Tats… Everybody has another reaction to that word. It consistently got my focus. I believe the first one I saw on a live man, was my cousins. I must have been 8 or 7 years old. He’d a humorous caricature of a demon on his arm with “born to raise hell” written over it. I was amazed by it and I needed one the second I saw that little demon when I christened my skin, although it was not until my mid 20’s.
Now, tattooing is a lot more accepted in society than it was back in the 60’s, still; there are folks that frown upon the notion of indicating your body with ink….eternally. When itis their personal taste, or a spiritual problem, they can not deny that the tat is nearly as old as culture itself.
The term tattoo comes from the Tahitian word “tatu”, meaning to indicate or to reach something. The first known tattooed man is the ill-famed “Iceman” found in 1991, in the Otzal Alps, situated in Italy. Carbon dating established that he’d lived about 5,300 years past. Fifty eight tats were noticed on his body!! Archaeologists believe he was an important figure in his society. The tats were water and charcoal .
Early cultures used tats to ward off bad luck or illness. The Egyptians were the first to use needles to tattoo the body. Children’s dolls decorated with tats have been, discovered by archaeologists exhuming graves. Tattooing distribute through Greece, and Arabia, and By 2000 BC., the tat had arrived in Asia.
Members of particular tribes got grueling hours tattooing their bodies as a right of passage. Those tools continue to be used now, for those same rites, but it’s a dying art form, performed exclusively by those maintaining their culture. Additionally they developed a facial tat known as the “Moko”.
Centuries past in Europe, it was common to possess family crests but tattooing vanished when the Normans invaded in 1066. 600 years after, a sailor named William Dempher, ran into Prince Giolo, called the Painted Prince. He put on exhibit was brought to London from Polynesia, and became a sense.
In the 1700’s, across Oami,a heavily tattooed guy, whom he brought back to England, Captain Cook came on one of his many excursions to the South Pacific. The English were amazed, and shortly tattooing became a fad amongst the upper class. Still it’d be another 100 years before tattooing would have an effect in The United States.

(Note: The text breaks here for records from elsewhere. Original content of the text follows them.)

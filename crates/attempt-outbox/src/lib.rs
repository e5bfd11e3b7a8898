//! Batched delivery of gameplay answer attempts.
//!
//! This crate provides:
//! - EventQueue: ordered, bounded, lock-protected buffer of pending attempts
//! - FlushCoordinator: size, periodic and lifecycle flush triggers with
//!   retry-by-requeue and a minimum-interval rate limiter
//! - HttpTransmissionClient: single-request batch submission plus a
//!   best-effort beacon mode for shutdown
//! - StatsTracker: monotonic counters for observability and tests
//! - GameSessionRecorder: the producer-facing API used by game screens

mod attempt;
mod coordinator;
mod error;
mod queue;
mod recorder;
mod sender;
mod stats;
mod triggers;

pub use attempt::{
    Acknowledgement, AttemptKind, AttemptPayload, AttemptRecord, GemAward, GemRarity,
    SentenceAttempt, WordAttempt,
};
pub use coordinator::{FlushCoordinator, FlushOutcome, OutboxConfig};
pub use error::{OutboxError, OutboxResult};
pub use queue::{Appended, Batch, EventQueue, DEFAULT_MAX_QUEUE_LEN};
pub use recorder::{GameSessionRecorder, SessionDescriptor, SessionLifecycle, SessionSummary};
pub use sender::{
    BatchTransport, BeaconDispatcher, BeaconRequest, HttpTransmissionClient, SendReport,
    SenderConfig, SubmitAnswer, SubmitBatchRequest, SubmitBatchResponse,
    BEACON_QUEUE_CAPACITY, DEFAULT_BEACON_MAX_BYTES, DEFAULT_ENDPOINT_URL,
};
pub use stats::{BufferStats, StatsTracker};
pub use triggers::LifecycleEvent;
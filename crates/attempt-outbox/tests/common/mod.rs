//! Shared helpers for attempt-outbox integration tests.
//!
//! Provides:
//! - ScriptedTransport: in-memory BatchTransport with queued failures and an
//!   optional hold that keeps a submission in flight
//! - MockBackend: minimal HTTP server speaking the batch endpoint contract

#![allow(dead_code)]

use async_trait::async_trait;
use attempt_outbox::{
    AttemptPayload, Batch, BatchTransport, FlushCoordinator, OutboxConfig, OutboxError,
    OutboxResult, SendReport, WordAttempt,
};
use std::collections::VecDeque;
use std::sync::atomic::{AtomicBool, Ordering};
use std::sync::{Arc, Mutex};
use std::time::Duration;
use tokio::io::{AsyncReadExt, AsyncWriteExt};
use tokio::net::{TcpListener, TcpStream};
use tokio::sync::Semaphore;

/// Word text of every record in a batch, in order.
pub fn words(batch: &Batch) -> Vec<String> {
    batch
        .records()
        .iter()
        .map(|record| match record.payload() {
            AttemptPayload::Word(word) => word.word_text.clone(),
            AttemptPayload::Sentence(sentence) => sentence.source_text.clone(),
        })
        .collect()
}

pub fn word(text: &str, correct: bool) -> AttemptPayload {
    AttemptPayload::Word(WordAttempt {
        word_text: text.to_string(),
        translation_text: format!("{}-en", text),
        was_correct: correct,
        response_time_ms: 1200,
        ..Default::default()
    })
}

/// In-memory transport that records every batch it is given.
pub struct ScriptedTransport {
    async_batches: Mutex<Vec<Vec<String>>>,
    best_effort_batches: Mutex<Vec<Vec<String>>>,
    failures: Mutex<VecDeque<bool>>,
    refuse_best_effort: AtomicBool,
    hold: Option<Arc<Semaphore>>,
}

impl ScriptedTransport {
    pub fn new() -> Arc<Self> {
        Arc::new(Self {
            async_batches: Mutex::new(Vec::new()),
            best_effort_batches: Mutex::new(Vec::new()),
            failures: Mutex::new(VecDeque::new()),
            refuse_best_effort: AtomicBool::new(false),
            hold: None,
        })
    }

    /// A transport whose submissions wait until `release` is called.
    pub fn held() -> Arc<Self> {
        Arc::new(Self {
            async_batches: Mutex::new(Vec::new()),
            best_effort_batches: Mutex::new(Vec::new()),
            failures: Mutex::new(VecDeque::new()),
            refuse_best_effort: AtomicBool::new(false),
            hold: Some(Arc::new(Semaphore::new(0))),
        })
    }

    /// Let one held submission complete.
    pub fn release(&self) {
        if let Some(hold) = &self.hold {
            hold.add_permits(1);
        }
    }

    /// Make the next `count` asynchronous submissions fail.
    pub fn fail_next(&self, count: usize) {
        let mut failures = self.failures.lock().unwrap();
        for _ in 0..count {
            failures.push_back(true);
        }
    }

    pub fn refuse_best_effort(&self) {
        self.refuse_best_effort.store(true, Ordering::SeqCst);
    }

    pub fn async_batches(&self) -> Vec<Vec<String>> {
        self.async_batches.lock().unwrap().clone()
    }

    pub fn async_call_count(&self) -> usize {
        self.async_batches.lock().unwrap().len()
    }

    pub fn best_effort_batches(&self) -> Vec<Vec<String>> {
        self.best_effort_batches.lock().unwrap().clone()
    }
}

#[async_trait]
impl BatchTransport for ScriptedTransport {
    async fn send_async(&self, batch: &Batch) -> OutboxResult<SendReport> {
        self.async_batches.lock().unwrap().push(words(batch));

        if let Some(hold) = &self.hold {
            hold.acquire().await.expect("hold closed").forget();
        }

        let fail = self.failures.lock().unwrap().pop_front().unwrap_or(false);
        if fail {
            return Err(OutboxError::Send {
                status: 503,
                body: "service unavailable".to_string(),
            });
        }
        Ok(SendReport {
            successful: batch.len(),
            duration_ms: 5,
        })
    }

    fn send_best_effort(&self, batch: &Batch) -> bool {
        self.best_effort_batches.lock().unwrap().push(words(batch));
        !self.refuse_best_effort.load(Ordering::SeqCst)
    }
}

pub fn coordinator(transport: Arc<ScriptedTransport>) -> FlushCoordinator {
    coordinator_with(OutboxConfig::default(), transport)
}

pub fn coordinator_with(config: OutboxConfig, transport: Arc<ScriptedTransport>) -> FlushCoordinator {
    FlushCoordinator::new(config, transport, tokio::runtime::Handle::current())
}

/// Let spawned flush tasks run to completion under a paused clock.
pub async fn settle() {
    tokio::time::sleep(Duration::from_millis(1)).await;
}

/// Response the mock backend sends for one request.
#[derive(Debug, Clone)]
pub struct MockResponse {
    pub status: u16,
    pub body: String,
}

impl MockResponse {
    pub fn accepted(count: usize) -> Self {
        Self {
            status: 200,
            body: format!(r#"{{"successful":{},"durationMs":7}}"#, count),
        }
    }

    pub fn status(status: u16, body: &str) -> Self {
        Self {
            status,
            body: body.to_string(),
        }
    }
}

/// A request captured by the mock backend.
#[derive(Debug, Clone)]
pub struct CapturedRequest {
    pub path: String,
    pub authorization: Option<String>,
    pub body: serde_json::Value,
}

/// Minimal HTTP/1.1 server for the batch endpoint.
pub struct MockBackend {
    pub url: String,
    requests: Arc<Mutex<Vec<CapturedRequest>>>,
    responses: Arc<Mutex<VecDeque<MockResponse>>>,
}

impl MockBackend {
    pub async fn start() -> Self {
        let listener = TcpListener::bind("127.0.0.1:0").await.unwrap();
        let addr = listener.local_addr().unwrap();
        let requests = Arc::new(Mutex::new(Vec::new()));
        let responses = Arc::new(Mutex::new(VecDeque::new()));

        let task_requests = requests.clone();
        let task_responses = responses.clone();
        tokio::spawn(async move {
            while let Ok((stream, _)) = listener.accept().await {
                let requests = task_requests.clone();
                let responses = task_responses.clone();
                tokio::spawn(async move {
                    handle_connection(stream, requests, responses).await;
                });
            }
        });

        Self {
            url: format!("http://{}/api/games/batch-record", addr),
            requests,
            responses,
        }
    }

    pub fn respond_with(&self, response: MockResponse) {
        self.responses.lock().unwrap().push_back(response);
    }

    pub fn requests(&self) -> Vec<CapturedRequest> {
        self.requests.lock().unwrap().clone()
    }

    /// Poll until `count` requests arrived or the timeout passes.
    pub async fn wait_for_requests(&self, count: usize, timeout: Duration) -> Vec<CapturedRequest> {
        let deadline = tokio::time::Instant::now() + timeout;
        loop {
            let requests = self.requests();
            if requests.len() >= count || tokio::time::Instant::now() >= deadline {
                return requests;
            }
            tokio::time::sleep(Duration::from_millis(20)).await;
        }
    }
}

async fn handle_connection(
    mut stream: TcpStream,
    requests: Arc<Mutex<Vec<CapturedRequest>>>,
    responses: Arc<Mutex<VecDeque<MockResponse>>>,
) {
    let mut buf = Vec::new();
    let mut chunk = [0u8; 4096];

    let header_end = loop {
        match stream.read(&mut chunk).await {
            Ok(0) | Err(_) => return,
            Ok(n) => buf.extend_from_slice(&chunk[..n]),
        }
        if let Some(pos) = buf.windows(4).position(|w| w == b"\r\n\r\n") {
            break pos + 4;
        }
    };

    let head = String::from_utf8_lossy(&buf[..header_end]).to_string();
    let mut lines = head.lines();
    let path = lines
        .next()
        .and_then(|line| line.split_whitespace().nth(1))
        .unwrap_or("/")
        .to_string();

    let mut content_length = 0usize;
    let mut authorization = None;
    for line in lines {
        if let Some((name, value)) = line.split_once(':') {
            let name = name.trim().to_ascii_lowercase();
            if name == "content-length" {
                content_length = value.trim().parse().unwrap_or(0);
            } else if name == "authorization" {
                authorization = Some(value.trim().to_string());
            }
        }
    }

    while buf.len() < header_end + content_length {
        match stream.read(&mut chunk).await {
            Ok(0) | Err(_) => return,
            Ok(n) => buf.extend_from_slice(&chunk[..n]),
        }
    }

    let body = serde_json::from_slice(&buf[header_end..header_end + content_length])
        .unwrap_or(serde_json::Value::Null);
    let answers = body["answers"].as_array().map(|a| a.len()).unwrap_or(0);
    requests.lock().unwrap().push(CapturedRequest {
        path,
        authorization,
        body,
    });

    let response = responses
        .lock()
        .unwrap()
        .pop_front()
        .unwrap_or_else(|| MockResponse::accepted(answers));

    let reply = format!(
        "HTTP/1.1 {} Mock\r\nContent-Type: application/json\r\nContent-Length: {}\r\nConnection: close\r\n\r\n{}",
        response.status,
        response.body.len(),
        response.body
    );
    let _ = stream.write_all(reply.as_bytes()).await;
    let _ = stream.shutdown().await;
}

Samuel O’Rielly in 1891 devised the very first electric tattoo machine. It evolved from an electrical pencil that Thomas Edison had invented several years before. This machine is really much like the one used now. With this particular innovation, it was quite simple to acquire a tat, so the upper class slowly turned its back on the artwork, and by the 1900’s the glamor of being tattooed had lost its allure. Tattoo artists found themselves working the seedy places of localities, and tattooing went.